#### Exercise objective:
What is the number of lines in the data below that hold the word "HashMap"? Give nothing beyond that number.

(Dataset entries)
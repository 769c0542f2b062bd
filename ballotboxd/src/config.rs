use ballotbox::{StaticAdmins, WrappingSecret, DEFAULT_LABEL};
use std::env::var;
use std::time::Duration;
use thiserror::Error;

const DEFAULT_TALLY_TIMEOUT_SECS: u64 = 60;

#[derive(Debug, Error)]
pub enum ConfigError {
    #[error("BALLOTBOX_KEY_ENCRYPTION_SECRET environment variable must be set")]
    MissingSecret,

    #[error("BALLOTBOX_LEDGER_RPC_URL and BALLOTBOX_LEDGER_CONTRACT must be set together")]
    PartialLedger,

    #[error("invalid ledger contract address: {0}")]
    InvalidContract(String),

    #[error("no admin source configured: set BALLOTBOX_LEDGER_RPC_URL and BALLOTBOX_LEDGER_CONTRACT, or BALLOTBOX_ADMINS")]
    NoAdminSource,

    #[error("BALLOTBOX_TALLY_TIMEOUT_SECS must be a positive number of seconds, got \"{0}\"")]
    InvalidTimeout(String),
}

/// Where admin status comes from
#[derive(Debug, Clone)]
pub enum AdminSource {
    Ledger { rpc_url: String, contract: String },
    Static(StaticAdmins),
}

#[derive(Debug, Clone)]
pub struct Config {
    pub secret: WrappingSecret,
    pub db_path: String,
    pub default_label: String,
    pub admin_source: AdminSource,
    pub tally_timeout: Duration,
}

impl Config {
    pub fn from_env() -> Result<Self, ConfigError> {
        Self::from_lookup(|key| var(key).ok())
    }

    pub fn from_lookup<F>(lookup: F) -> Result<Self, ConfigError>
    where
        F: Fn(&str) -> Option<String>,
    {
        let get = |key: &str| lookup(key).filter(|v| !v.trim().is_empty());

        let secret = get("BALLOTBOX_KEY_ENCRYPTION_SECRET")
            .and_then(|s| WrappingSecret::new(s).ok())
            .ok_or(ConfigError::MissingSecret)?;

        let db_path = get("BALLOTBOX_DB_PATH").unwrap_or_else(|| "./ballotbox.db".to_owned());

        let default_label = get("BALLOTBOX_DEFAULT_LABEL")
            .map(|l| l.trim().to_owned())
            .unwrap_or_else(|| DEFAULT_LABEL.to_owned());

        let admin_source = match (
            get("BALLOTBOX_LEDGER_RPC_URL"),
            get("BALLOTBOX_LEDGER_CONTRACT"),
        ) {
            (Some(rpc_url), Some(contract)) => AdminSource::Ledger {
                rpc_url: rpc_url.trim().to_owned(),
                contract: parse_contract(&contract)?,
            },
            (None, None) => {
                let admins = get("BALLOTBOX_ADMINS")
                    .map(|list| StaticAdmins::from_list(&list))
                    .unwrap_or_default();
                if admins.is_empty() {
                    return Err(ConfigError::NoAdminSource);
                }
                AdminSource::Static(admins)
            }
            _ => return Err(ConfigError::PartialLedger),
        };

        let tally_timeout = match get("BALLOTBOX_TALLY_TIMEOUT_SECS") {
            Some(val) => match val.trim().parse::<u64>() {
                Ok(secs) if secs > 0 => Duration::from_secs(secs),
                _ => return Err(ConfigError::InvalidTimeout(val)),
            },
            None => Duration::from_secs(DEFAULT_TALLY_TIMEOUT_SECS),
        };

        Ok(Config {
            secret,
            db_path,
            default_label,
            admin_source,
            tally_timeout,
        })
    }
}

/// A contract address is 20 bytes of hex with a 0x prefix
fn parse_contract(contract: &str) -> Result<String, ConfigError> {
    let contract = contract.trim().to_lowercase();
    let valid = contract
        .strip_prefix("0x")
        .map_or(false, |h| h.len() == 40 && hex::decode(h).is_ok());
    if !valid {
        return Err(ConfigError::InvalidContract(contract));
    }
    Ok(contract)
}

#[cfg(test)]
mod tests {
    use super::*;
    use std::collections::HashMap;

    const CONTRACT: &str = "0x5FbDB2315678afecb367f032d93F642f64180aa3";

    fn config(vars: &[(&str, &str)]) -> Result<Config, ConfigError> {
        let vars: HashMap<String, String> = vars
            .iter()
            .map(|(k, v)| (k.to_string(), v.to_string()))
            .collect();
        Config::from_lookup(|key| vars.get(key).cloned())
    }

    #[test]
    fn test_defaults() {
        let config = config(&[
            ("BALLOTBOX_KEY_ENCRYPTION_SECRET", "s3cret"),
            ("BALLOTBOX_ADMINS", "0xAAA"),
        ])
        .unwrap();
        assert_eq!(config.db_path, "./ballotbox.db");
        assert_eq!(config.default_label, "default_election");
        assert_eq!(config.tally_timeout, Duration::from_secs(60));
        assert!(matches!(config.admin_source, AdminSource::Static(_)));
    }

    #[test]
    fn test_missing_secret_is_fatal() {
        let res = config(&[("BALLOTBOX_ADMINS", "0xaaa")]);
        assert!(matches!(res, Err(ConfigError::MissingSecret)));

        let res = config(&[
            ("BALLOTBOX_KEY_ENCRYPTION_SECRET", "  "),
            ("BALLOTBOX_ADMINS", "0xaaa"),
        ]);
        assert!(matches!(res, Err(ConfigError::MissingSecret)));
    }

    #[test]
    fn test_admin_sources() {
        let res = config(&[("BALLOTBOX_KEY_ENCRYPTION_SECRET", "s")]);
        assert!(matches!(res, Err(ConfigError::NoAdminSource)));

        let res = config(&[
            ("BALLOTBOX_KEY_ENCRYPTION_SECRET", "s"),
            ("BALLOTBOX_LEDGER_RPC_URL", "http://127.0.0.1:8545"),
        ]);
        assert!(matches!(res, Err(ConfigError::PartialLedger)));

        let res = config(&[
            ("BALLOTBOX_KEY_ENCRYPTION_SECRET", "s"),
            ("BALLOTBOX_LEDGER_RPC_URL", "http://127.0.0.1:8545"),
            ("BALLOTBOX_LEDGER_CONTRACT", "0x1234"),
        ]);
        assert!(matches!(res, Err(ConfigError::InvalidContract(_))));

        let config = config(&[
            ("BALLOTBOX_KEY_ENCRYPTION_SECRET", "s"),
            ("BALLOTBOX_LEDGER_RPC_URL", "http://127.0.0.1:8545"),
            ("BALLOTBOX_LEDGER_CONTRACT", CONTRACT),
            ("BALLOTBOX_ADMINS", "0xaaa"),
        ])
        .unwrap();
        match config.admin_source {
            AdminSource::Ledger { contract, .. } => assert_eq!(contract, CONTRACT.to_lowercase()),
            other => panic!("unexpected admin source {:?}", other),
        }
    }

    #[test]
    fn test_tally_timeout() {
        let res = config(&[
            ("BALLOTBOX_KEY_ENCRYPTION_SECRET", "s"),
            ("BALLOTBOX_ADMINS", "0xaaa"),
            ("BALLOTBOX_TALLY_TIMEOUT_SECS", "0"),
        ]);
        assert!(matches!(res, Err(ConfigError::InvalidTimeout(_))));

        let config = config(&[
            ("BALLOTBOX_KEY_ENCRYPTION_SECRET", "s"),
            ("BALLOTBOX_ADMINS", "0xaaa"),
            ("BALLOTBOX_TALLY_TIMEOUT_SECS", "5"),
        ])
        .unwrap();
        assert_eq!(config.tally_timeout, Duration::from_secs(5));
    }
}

#### Written response:
2